■ Exercise goal
Check the material that follows and say how many lines include the string "bounding", giving the number alone.
BEGIN Data excerpts
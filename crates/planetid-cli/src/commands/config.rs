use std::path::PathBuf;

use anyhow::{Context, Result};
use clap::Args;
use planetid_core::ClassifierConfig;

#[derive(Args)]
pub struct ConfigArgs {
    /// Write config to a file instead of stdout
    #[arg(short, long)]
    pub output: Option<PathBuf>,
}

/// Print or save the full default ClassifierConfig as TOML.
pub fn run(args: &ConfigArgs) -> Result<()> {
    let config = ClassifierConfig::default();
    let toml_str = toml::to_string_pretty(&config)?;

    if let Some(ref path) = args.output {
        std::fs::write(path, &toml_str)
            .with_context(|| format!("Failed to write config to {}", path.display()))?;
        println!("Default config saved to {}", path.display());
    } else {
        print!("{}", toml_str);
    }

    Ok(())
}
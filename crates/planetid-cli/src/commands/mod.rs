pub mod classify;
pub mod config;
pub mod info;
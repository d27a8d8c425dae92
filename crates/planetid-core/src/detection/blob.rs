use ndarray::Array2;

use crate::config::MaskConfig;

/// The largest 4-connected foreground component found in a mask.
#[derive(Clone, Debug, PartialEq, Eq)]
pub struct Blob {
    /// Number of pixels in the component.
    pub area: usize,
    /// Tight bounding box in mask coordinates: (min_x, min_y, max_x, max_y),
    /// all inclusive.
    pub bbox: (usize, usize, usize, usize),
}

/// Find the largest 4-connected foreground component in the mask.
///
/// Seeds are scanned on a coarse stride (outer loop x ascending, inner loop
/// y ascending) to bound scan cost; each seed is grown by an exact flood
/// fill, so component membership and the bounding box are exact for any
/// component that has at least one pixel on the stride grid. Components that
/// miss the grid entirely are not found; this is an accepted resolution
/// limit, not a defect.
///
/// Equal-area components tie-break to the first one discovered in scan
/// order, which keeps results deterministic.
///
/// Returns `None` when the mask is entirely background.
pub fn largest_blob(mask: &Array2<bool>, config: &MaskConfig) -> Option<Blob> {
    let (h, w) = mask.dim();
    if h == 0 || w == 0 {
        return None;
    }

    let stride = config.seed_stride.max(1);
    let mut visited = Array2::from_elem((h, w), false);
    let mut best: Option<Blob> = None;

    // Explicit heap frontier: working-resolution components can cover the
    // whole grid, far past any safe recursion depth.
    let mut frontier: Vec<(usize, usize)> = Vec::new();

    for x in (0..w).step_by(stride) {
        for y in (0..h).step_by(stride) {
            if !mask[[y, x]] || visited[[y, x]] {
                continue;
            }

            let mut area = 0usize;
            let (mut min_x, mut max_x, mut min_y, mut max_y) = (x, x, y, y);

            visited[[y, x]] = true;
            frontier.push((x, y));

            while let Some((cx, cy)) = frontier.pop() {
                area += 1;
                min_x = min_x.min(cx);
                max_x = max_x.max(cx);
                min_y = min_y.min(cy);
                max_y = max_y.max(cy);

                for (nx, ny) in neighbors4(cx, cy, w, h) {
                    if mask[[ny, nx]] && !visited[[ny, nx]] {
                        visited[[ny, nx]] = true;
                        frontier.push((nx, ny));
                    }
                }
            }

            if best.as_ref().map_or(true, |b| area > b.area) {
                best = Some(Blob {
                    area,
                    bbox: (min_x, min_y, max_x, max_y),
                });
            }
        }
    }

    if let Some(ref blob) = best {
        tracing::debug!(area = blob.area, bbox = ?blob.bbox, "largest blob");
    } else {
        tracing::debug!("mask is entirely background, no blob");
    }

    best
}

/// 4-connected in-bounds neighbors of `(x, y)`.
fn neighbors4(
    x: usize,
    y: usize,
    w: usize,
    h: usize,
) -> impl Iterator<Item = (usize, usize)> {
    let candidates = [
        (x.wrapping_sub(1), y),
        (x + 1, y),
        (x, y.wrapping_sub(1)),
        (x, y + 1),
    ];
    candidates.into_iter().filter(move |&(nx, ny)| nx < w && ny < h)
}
END Data excerpts
■ Problem solution
2